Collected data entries
◆ ◆ ◆ ◆
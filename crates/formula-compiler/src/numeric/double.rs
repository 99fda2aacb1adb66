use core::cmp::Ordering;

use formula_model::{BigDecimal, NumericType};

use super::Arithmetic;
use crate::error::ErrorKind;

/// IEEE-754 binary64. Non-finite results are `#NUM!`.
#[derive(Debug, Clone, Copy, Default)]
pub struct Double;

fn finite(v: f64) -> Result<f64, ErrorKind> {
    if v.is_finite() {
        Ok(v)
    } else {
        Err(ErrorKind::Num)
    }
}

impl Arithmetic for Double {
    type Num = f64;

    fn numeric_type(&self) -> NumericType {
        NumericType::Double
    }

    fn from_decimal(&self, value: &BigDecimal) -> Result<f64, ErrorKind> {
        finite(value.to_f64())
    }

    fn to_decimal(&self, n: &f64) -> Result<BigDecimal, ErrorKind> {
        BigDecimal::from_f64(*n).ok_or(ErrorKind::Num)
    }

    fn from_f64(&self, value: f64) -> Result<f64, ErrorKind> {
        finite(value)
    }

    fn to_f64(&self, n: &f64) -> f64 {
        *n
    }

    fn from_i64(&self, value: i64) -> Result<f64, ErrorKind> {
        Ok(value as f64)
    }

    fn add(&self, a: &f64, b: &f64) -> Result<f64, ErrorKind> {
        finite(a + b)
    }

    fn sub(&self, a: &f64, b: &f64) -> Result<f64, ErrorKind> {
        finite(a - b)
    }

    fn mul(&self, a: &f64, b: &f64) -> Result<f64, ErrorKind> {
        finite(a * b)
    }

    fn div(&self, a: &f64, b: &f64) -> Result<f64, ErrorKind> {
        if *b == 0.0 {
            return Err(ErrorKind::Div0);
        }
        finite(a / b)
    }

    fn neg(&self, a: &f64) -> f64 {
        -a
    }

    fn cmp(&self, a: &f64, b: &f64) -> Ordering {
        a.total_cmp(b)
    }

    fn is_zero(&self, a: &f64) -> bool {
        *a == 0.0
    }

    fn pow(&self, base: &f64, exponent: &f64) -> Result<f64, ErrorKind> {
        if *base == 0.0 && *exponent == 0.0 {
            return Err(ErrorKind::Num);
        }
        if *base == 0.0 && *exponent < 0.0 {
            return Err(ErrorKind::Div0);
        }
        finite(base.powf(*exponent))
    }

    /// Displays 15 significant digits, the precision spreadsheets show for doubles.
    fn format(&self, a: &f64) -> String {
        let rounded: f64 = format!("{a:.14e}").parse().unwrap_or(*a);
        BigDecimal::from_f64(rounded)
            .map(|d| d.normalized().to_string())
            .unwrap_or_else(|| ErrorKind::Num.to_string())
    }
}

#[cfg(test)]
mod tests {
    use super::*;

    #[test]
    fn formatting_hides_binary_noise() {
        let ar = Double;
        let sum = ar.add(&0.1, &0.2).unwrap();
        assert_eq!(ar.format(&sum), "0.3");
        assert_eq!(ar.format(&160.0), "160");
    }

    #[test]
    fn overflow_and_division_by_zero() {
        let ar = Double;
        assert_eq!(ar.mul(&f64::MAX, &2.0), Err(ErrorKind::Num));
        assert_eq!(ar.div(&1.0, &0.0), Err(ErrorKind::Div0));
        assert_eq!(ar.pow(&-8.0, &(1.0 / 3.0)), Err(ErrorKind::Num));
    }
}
◆ ◆ ◆ ◆
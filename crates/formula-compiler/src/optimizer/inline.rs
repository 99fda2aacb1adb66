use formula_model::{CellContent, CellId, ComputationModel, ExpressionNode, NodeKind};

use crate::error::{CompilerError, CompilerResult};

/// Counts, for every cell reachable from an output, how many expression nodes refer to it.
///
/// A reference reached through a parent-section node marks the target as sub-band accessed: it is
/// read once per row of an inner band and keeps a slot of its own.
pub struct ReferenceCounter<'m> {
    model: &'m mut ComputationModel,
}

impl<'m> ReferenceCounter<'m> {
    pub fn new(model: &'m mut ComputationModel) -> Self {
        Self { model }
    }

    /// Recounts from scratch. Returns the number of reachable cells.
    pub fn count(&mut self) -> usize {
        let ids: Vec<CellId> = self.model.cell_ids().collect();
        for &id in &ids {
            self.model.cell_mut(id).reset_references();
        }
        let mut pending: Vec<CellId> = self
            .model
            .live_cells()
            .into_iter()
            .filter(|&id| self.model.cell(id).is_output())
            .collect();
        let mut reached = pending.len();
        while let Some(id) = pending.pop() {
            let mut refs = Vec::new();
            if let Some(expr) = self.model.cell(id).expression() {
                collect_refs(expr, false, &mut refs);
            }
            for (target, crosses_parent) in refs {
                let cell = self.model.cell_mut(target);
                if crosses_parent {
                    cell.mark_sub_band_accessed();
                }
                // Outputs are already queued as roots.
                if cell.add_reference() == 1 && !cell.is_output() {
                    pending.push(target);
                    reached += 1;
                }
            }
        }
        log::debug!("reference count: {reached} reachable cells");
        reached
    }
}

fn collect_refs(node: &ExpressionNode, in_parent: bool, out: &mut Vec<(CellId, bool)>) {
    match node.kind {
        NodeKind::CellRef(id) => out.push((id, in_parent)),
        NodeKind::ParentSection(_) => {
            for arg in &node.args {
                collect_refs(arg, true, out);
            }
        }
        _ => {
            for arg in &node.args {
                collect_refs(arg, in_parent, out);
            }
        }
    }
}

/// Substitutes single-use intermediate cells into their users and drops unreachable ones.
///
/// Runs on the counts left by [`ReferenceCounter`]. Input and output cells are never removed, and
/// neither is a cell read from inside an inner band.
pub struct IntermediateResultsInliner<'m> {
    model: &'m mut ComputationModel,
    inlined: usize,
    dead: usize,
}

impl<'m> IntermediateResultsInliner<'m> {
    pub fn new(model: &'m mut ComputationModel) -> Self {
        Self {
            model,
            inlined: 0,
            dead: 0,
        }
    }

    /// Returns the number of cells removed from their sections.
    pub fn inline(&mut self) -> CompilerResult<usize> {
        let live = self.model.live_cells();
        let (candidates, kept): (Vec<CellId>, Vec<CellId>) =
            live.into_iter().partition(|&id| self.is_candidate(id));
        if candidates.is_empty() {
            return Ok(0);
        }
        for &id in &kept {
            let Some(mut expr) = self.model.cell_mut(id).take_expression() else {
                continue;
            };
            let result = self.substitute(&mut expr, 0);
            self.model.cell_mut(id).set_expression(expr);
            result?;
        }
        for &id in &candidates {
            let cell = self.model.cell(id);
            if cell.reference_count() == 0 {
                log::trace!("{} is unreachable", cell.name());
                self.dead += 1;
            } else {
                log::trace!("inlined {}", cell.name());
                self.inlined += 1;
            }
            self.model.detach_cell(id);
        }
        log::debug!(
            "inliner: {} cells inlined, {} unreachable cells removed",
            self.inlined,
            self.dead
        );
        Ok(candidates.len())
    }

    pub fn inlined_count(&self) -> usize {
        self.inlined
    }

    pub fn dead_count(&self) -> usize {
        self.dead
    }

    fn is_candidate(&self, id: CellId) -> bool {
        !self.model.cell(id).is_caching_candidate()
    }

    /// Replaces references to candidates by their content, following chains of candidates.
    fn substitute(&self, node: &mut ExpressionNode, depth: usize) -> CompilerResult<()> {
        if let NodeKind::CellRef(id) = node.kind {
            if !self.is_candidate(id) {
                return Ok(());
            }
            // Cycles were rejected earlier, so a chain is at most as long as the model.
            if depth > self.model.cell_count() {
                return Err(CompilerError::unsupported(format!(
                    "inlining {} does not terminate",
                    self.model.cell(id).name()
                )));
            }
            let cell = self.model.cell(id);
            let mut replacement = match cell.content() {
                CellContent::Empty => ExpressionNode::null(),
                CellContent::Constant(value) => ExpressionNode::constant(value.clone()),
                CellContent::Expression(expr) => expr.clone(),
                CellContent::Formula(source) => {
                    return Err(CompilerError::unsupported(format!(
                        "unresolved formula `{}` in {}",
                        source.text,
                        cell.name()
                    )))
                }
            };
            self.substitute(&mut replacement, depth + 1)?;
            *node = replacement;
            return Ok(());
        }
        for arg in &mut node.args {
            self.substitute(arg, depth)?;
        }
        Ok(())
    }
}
◆ ◆ ◆ ◆
Counting every line of the records above that has the word "impl", state the total and give nothing besides it.

3